"I have to constantly remind myself that I am communicating with a person with hearing loss"
About this Quote
The specific intent is practical, almost confessional: she’s admitting that her default setting is to forget. That honesty matters because it refuses the comforting fiction that care is automatic. The subtext is more complicated. “Remind myself” implies she’s aware of how quickly irritation or impatience can creep in when communication doesn’t go smoothly. It’s a preemptive check on that impulse, an attempt to protect the other person from being treated like an inconvenience.

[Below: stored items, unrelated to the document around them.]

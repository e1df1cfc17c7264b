mod config;
mod db;
mod engine;
mod errors;
mod extract;
mod llm_client;
mod routes;
mod sessions;
mod state;
mod structured;
mod workflows;

use anyhow::{Context, Result};
use std::net::SocketAddr;
use std::sync::Arc;
use tower_http::{cors::CorsLayer, trace::TraceLayer};
use tracing::info;
use tracing_subscriber::{layer::SubscriberExt, util::SubscriberInitExt, EnvFilter};

use crate::config::{CheckpointBackend, Config};
use crate::db::create_pool;
use crate::engine::{
    CheckpointStore, ExecutorConfig, MemoryCheckpointStore, PostgresCheckpointStore,
    RedisCheckpointStore,
};
use crate::extract::PdfTextExtractor;
use crate::llm_client::LlmClient;
use crate::routes::build_router;
use crate::sessions::{SessionManager, SessionSettings};
use crate::state::AppState;

#[tokio::main]
async fn main() -> Result<()> {
    // Load configuration first (fails on missing required env vars)
    let config = Config::from_env()?;

    // Initialize structured logging
    tracing_subscriber::registry()
        .with(EnvFilter::try_from_default_env().unwrap_or_else(|_| {
            EnvFilter::new(format!("{}={}", env!("CARGO_CRATE_NAME"), &config.rust_log))
        }))
        .with(tracing_subscriber::fmt::layer())
        .init();

    info!("Starting resume assistant v{}", env!("CARGO_PKG_VERSION"));

    let store = build_checkpoint_store(&config).await?;

    // Initialize LLM client
    let llm = LlmClient::new(config.anthropic_api_key.clone());
    info!("LLM client initialized (model: {})", llm_client::MODEL);

    let settings = SessionSettings {
        parse_retries: config.parse_retries,
        executor: ExecutorConfig {
            node_timeout: config.node_timeout,
            max_steps: config.max_steps_per_run,
        },
    };
    let sessions = SessionManager::new(Arc::new(llm), Arc::new(PdfTextExtractor), store, settings)
        .context("Workflow graphs failed validation")?;
    info!(
        "Workflows compiled (node timeout {:?}, uploads in {})",
        config.node_timeout,
        config.upload_dir.display()
    );

    let state = AppState {
        sessions: Arc::new(sessions),
        config: config.clone(),
    };

    // Build router
    let app = build_router(state)
        .layer(TraceLayer::new_for_http())
        .layer(CorsLayer::permissive());

    let addr: SocketAddr = format!("0.0.0.0:{}", config.port).parse()?;
    info!("Listening on {addr}");

    let listener = tokio::net::TcpListener::bind(addr).await?;
    axum::serve(listener, app).await?;

    Ok(())
}

async fn build_checkpoint_store(config: &Config) -> Result<Arc<dyn CheckpointStore>> {
    let store: Arc<dyn CheckpointStore> = match &config.checkpoint_backend {
        CheckpointBackend::Memory => {
            info!("Checkpoints kept in memory; threads are lost on restart");
            Arc::new(MemoryCheckpointStore::new())
        }
        CheckpointBackend::Redis { url, ttl_secs } => {
            let store = RedisCheckpointStore::connect(url, *ttl_secs)
                .await
                .context("Failed to connect to Redis")?;
            info!("Checkpoints stored in Redis (ttl: {:?}s)", ttl_secs);
            Arc::new(store)
        }
        CheckpointBackend::Postgres { database_url } => {
            let pool = create_pool(database_url).await?;
            let store = PostgresCheckpointStore::new(pool)
                .await
                .context("Failed to prepare checkpoint table")?;
            info!("Checkpoints stored in PostgreSQL");
            Arc::new(store)
        }
    };
    Ok(store)
}
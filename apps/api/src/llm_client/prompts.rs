// Shared prompt fragments.
// Each workflow defines its own prompts.rs alongside it.
// This file contains cross-cutting fragments only.

/// Appended to prompts whose answer is parsed by the structured-output parser.
pub const JSON_ONLY_INSTRUCTION: &str = "\
Respond with the JSON only. Do not add explanations, apologies or markdown code fences.";

/// Fills `{name}` placeholders in a prompt template.
///
/// Single pass: substituted values are never re-scanned, so resume text that
/// happens to contain `{job_description}` stays literal.
/// Placeholders with no matching value are left untouched.
pub fn render(template: &str, values: &[(&str, &str)]) -> String {
    let mut out = String::with_capacity(template.len());
    let mut rest = template;

    while let Some(open) = rest.find('{') {
        out.push_str(&rest[..open]);
        let after = &rest[open + 1..];
        let substituted = after.find('}').and_then(|close| {
            let key = &after[..close];
            values
                .iter()
                .find(|(k, _)| *k == key)
                .map(|(_, value)| (*value, close))
        });

        match substituted {
            Some((value, close)) => {
                out.push_str(value);
                rest = &after[close + 1..];
            }
            None => {
                out.push('{');
                rest = after;
            }
        }
    }

    out.push_str(rest);
    out
}

#[cfg(test)]
mod tests {
    use super::*;

    #[test]
    fn test_render_replaces_every_occurrence() {
        let out = render("{a} and {a} then {b}", &[("a", "x"), ("b", "y")]);
        assert_eq!(out, "x and x then y");
    }

    #[test]
    fn test_render_leaves_unknown_placeholders() {
        let out = render("{known} {unknown}", &[("known", "k")]);
        assert_eq!(out, "k {unknown}");
    }

    #[test]
    fn test_render_does_not_rescan_substituted_values() {
        let out = render("{resume} / {jd}", &[("resume", "see {jd}"), ("jd", "Rust")]);
        assert_eq!(out, "see {jd} / Rust");
    }

    #[test]
    fn test_render_keeps_literal_json_braces() {
        let out = render(r#"{"decision": "{d}"}"#, &[("d", "pass")]);
        assert_eq!(out, r#"{"decision": "pass"}"#);
    }
}
// Prompt templates for the Doctor (tuning) workflow.

/// Replace `{job_description}` and `{resume}`.
pub const SYSTEM_PROMPT: &str = "\
You are an expert resume reviewer and writer. You have been asked to review a resume for a job description and an interviewer persona.

Here is the job description:
{job_description}

Here is the resume:
{resume}";

/// Replace `{age_category}`.
pub const PERSONA_GENERATION_PROMPT: &str = "\
Create an example persona of the person most likely to interview for this job, belonging to the age group below.
Your output should be the persona only, with no other comments.

Age group:
{age_category}";

/// Replace `{persona}`.
pub const REWRITE_RESUME_PROMPT: &str = "\
Tailor the resume so it appeals to the persona below while keeping the tone of the original.
Your output should be the updated resume in markdown only, with no other comments.

Persona:
{persona}";

/// Replace `{persona}`.
pub const INTERVIEW_QUESTIONS_PROMPT: &str = r#"For this job description, write the interview questions the persona below is most likely to ask.
Group the questions into logical categories. Your output must be a JSON object mapping each category to a list of questions, for example:
{
    "design": ["question 1", "question 2"],
    "coding": ["question 3", "question 4", "question 5"]
}

Persona:
{persona}"#;
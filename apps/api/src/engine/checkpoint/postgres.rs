//! PostgreSQL-backed checkpoint store. One row per thread, upserted on every write.

use async_trait::async_trait;
use chrono::{DateTime, Utc};
use sqlx::PgPool;
use tracing::info;

use super::{Checkpoint, CheckpointStore};
use crate::engine::error::CheckpointError;

#[derive(Clone)]
pub struct PostgresCheckpointStore {
    pool: PgPool,
}

impl PostgresCheckpointStore {
    /// Wraps `pool` and creates the `checkpoints` table if it is missing.
    pub async fn new(pool: PgPool) -> Result<Self, CheckpointError> {
        sqlx::query(
            r#"
            CREATE TABLE IF NOT EXISTS checkpoints (
                thread_id   TEXT PRIMARY KEY,
                workflow    TEXT NOT NULL,
                data        JSONB NOT NULL,
                updated_at  TIMESTAMPTZ NOT NULL DEFAULT NOW()
            )
            "#,
        )
        .execute(&pool)
        .await?;

        info!("Postgres checkpoint store ready");
        Ok(Self { pool })
    }
}

#[async_trait]
impl CheckpointStore for PostgresCheckpointStore {
    async fn get(&self, thread_id: &str) -> Result<Option<Checkpoint>, CheckpointError> {
        let row: Option<(serde_json::Value,)> =
            sqlx::query_as("SELECT data FROM checkpoints WHERE thread_id = $1")
                .bind(thread_id)
                .fetch_optional(&self.pool)
                .await?;

        row.map(|(data,)| serde_json::from_value(data))
            .transpose()
            .map_err(CheckpointError::from)
    }

    async fn put(&self, thread_id: &str, checkpoint: &Checkpoint) -> Result<(), CheckpointError> {
        let data = serde_json::to_value(checkpoint)?;
        let updated_at: DateTime<Utc> = checkpoint.updated_at;

        sqlx::query(
            r#"
            INSERT INTO checkpoints (thread_id, workflow, data, updated_at)
            VALUES ($1, $2, $3, $4)
            ON CONFLICT (thread_id)
            DO UPDATE SET workflow = EXCLUDED.workflow, data = EXCLUDED.data, updated_at = EXCLUDED.updated_at
            "#,
        )
        .bind(thread_id)
        .bind(&checkpoint.workflow)
        .bind(data)
        .bind(updated_at)
        .execute(&self.pool)
        .await?;

        Ok(())
    }

    async fn delete(&self, thread_id: &str) -> Result<(), CheckpointError> {
        sqlx::query("DELETE FROM checkpoints WHERE thread_id = $1")
            .bind(thread_id)
            .execute(&self.pool)
            .await?;
        Ok(())
    }
}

Contextually, the quote sits in a culture that still treats hearing loss as either a punchline (the “say that again?” gag) or a private decline to be managed offstage. Ross drags it into the open and frames it as a relational issue, not merely a medical one. It’s also a tell about power: the hearing person controls the pace, the volume, the willingness to repeat. Her “constant” reminder is an ethics of attention - a small daily choice to slow down, face someone, and communicate as if they’re fully in the room, because they are.
Quote Details
| Topic | Respect |
|---|---|
| Source | Help us find the source |
| Cite |
Citation Formats
APA Style (7th ed.)
Ross, Marion. (2026, January 15). I have to constantly remind myself that I am communicating with a person with hearing loss. FixQuotes. https://fixquotes.com/quotes/i-have-to-constantly-remind-myself-that-i-am-156749/
Chicago Style
Ross, Marion. "I have to constantly remind myself that I am communicating with a person with hearing loss." FixQuotes. January 15, 2026. https://fixquotes.com/quotes/i-have-to-constantly-remind-myself-that-i-am-156749/.
MLA Style (9th ed.)
"I have to constantly remind myself that I am communicating with a person with hearing loss." FixQuotes, 15 Jan. 2026, https://fixquotes.com/quotes/i-have-to-constantly-remind-myself-that-i-am-156749/. Accessed 13 Feb. 2026.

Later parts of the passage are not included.